Set up production-grade monitoring with Prometheus and Grafana. Step-by-step guide covering Node Exporter, AlertManager, dashboards, and alerting rules for your infrastructure.

June 25, 2026·9 min read·
#prometheus#grafana#monitoring#observability#alertmanager#node-exporter

Introduction

Your application is live. Users are hitting your endpoints. Traffic is growing. Then it happens — 3 AM, your phone buzzes. A customer reports the site is down. You scramble to check: is it the database? The API server? Did you run out of disk space?

This is the nightmare scenario that Prometheus + Grafana prevents.

In this guide, I will walk you through setting up a production-ready monitoring stack. We will cover everything from scraping metrics to building dashboards to configuring alerts that actually wake you up when something breaks — not when it is already broken.
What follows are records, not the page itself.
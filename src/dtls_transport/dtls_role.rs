use std::fmt;

use serde::{Deserialize, Serialize};

/// DTLSRole is the `a=setup` value a media line advertises.
///
/// <https://tools.ietf.org/html/rfc4145#section-4>
#[derive(Default, Debug, Copy, Clone, PartialEq, Eq, Serialize, Deserialize)]
pub enum DTLSRole {
    #[default]
    Unspecified = 0,

    /// The endpoint is willing to act either way; offers always use it.
    #[serde(rename = "actpass")]
    Actpass = 1,

    /// The endpoint initiates the DTLS handshake.
    #[serde(rename = "active")]
    Active = 2,

    /// The endpoint waits for the DTLS handshake.
    #[serde(rename = "passive")]
    Passive = 3,
}

/// The endpoint that is the offerer MUST use the setup attribute
/// value of setup:actpass and be prepared to receive a client_hello
/// before it receives the answer.
pub(crate) const DEFAULT_DTLS_ROLE_OFFER: DTLSRole = DTLSRole::Actpass;

const DTLS_ROLE_ACTPASS_STR: &str = "actpass";
const DTLS_ROLE_ACTIVE_STR: &str = "active";
const DTLS_ROLE_PASSIVE_STR: &str = "passive";

impl From<&str> for DTLSRole {
    fn from(raw: &str) -> Self {
        match raw {
            DTLS_ROLE_ACTPASS_STR => DTLSRole::Actpass,
            DTLS_ROLE_ACTIVE_STR => DTLSRole::Active,
            DTLS_ROLE_PASSIVE_STR => DTLSRole::Passive,
            _ => DTLSRole::Unspecified,
        }
    }
}

impl fmt::Display for DTLSRole {
    fn fmt(&self, f: &mut fmt::Formatter<'_>) -> fmt::Result {
        match *self {
            DTLSRole::Actpass => write!(f, "{DTLS_ROLE_ACTPASS_STR}"),
            DTLSRole::Active => write!(f, "{DTLS_ROLE_ACTIVE_STR}"),
            DTLSRole::Passive => write!(f, "{DTLS_ROLE_PASSIVE_STR}"),
            _ => write!(f, "{}", crate::UNSPECIFIED_STR),
        }
    }
}

impl DTLSRole {
    /// answer_role picks the local role that complements `remote`.
    /// A remote `passive` makes us `active`; anything else, `actpass`
    /// included, resolves to `passive`.
    pub(crate) fn answer_role(remote: DTLSRole) -> DTLSRole {
        if remote == DTLSRole::Passive {
            DTLSRole::Active
        } else {
            DTLSRole::Passive
        }
    }
}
By the end, you will have:

  • Prometheus collecting metrics from your servers
  • Grafana dashboards showing real-time system health
  • AlertManager sending notifications to Slack, email, or PagerDuty
  • Node Exporter exposing Linux system metrics

Let us build this.


Prerequisites

You need:

  • A Linux server (Ubuntu 22.04 or 24.04 recommended)
  • At least 2 GB RAM and 10 GB disk for the monitoring server
  • SSH access with sudo privileges
  • Docker and Docker Compose installed (we will use containers for simplicity)

If you do not have Docker installed:

sudo apt update && sudo apt install -y docker.io docker-compose-v2
sudo usermod -aG docker $USER
newgrp docker

Architecture Overview

Here is what we are building:

┌─────────────┐     scrape     ┌──────────────┐
│  Node       │◄───────────────│  Prometheus   │
│  Exporter   │   every 15s    │  (metrics DB) │
│  :9100      │                │  :9090        │
└─────────────┘                └──────┬───────┘
                                      │ query
┌─────────────┐                ┌──────▼───────┐
│  App Server │                │   Grafana    │
│  metrics    │                │   :3000      │
│  :8080      │                └──────────────┘
└─────────────┘
                                      │ alerts
                               ┌──────▼───────┐
                               │ AlertManager │
                               │  :9093       │
                               └──────┬───────┘
                                      │ notify
                               ┌──────▼───────┐
                               │ Slack/Email   │
                               │ PagerDuty     │
                               └──────────────┘

Prometheus pulls metrics from targets (Node Exporter, your app, databases). Grafana queries Prometheus for visualization. AlertManager handles alert routing and silencing.


Step 1: Project Structure

Create a directory for our monitoring stack:

mkdir -p ~/monitoring-stack
cd ~/monitoring-stack

Create the directory layout:

monitoring-stack/
├── docker-compose.yml
├── prometheus/
│   ├── prometheus.yml
│   └── alerts/
│       └── node_alerts.yml
├── grafana/
│   └── provisioning/
│       ├── datasources/
│       │   └── prometheus.yml
│       └── dashboards/
│           └── dashboard.yml
└── alertmanager/
    └── alertmanager.yml

Step 2: Prometheus Configuration

Create prometheus/prometheus.yml:

global:
  scrape_interval: 15s
  evaluation_interval: 15s
  external_labels:
    monitor: 'production'

rule_files:
  - 'alerts/*.yml'

scrape_configs:
  - job_name: 'prometheus'
    static_configs:
      - targets: ['localhost:9090']

  - job_name: 'node_exporter'
    static_configs:
      - targets:
          - 'node-exporter:9100'
        labels:
          environment: 'production'
          role: 'application-server'

  - job_name: 'node_exporter_monitoring'
    static_configs:
      - targets: ['localhost:9100']
        labels:
          environment: 'production'
          role: 'monitoring-server'

Key decisions here:

  • 15-second scrape interval — balances freshness with storage cost
  • external_labels — helps identify metrics when you have multiple Prometheus instances
  • Separate jobs per role — makes filtering in Grafana much easier

Now create the alerting rules in prometheus/alerts/node_alerts.yml:

groups:
  - name: node_alerts
    rules:
      - alert: HighCPUUsage
        expr: 100 - (avg by(instance) (rate(node_cpu_seconds_total{mode="idle"}[5m])) * 100) > 80
        for: 10m
        labels:
          severity: warning
        annotations:
          summary: "High CPU usage on {{ $labels.instance }}"
          description: "CPU usage has been above 80% for 10 minutes (current: {{ $value }}%)"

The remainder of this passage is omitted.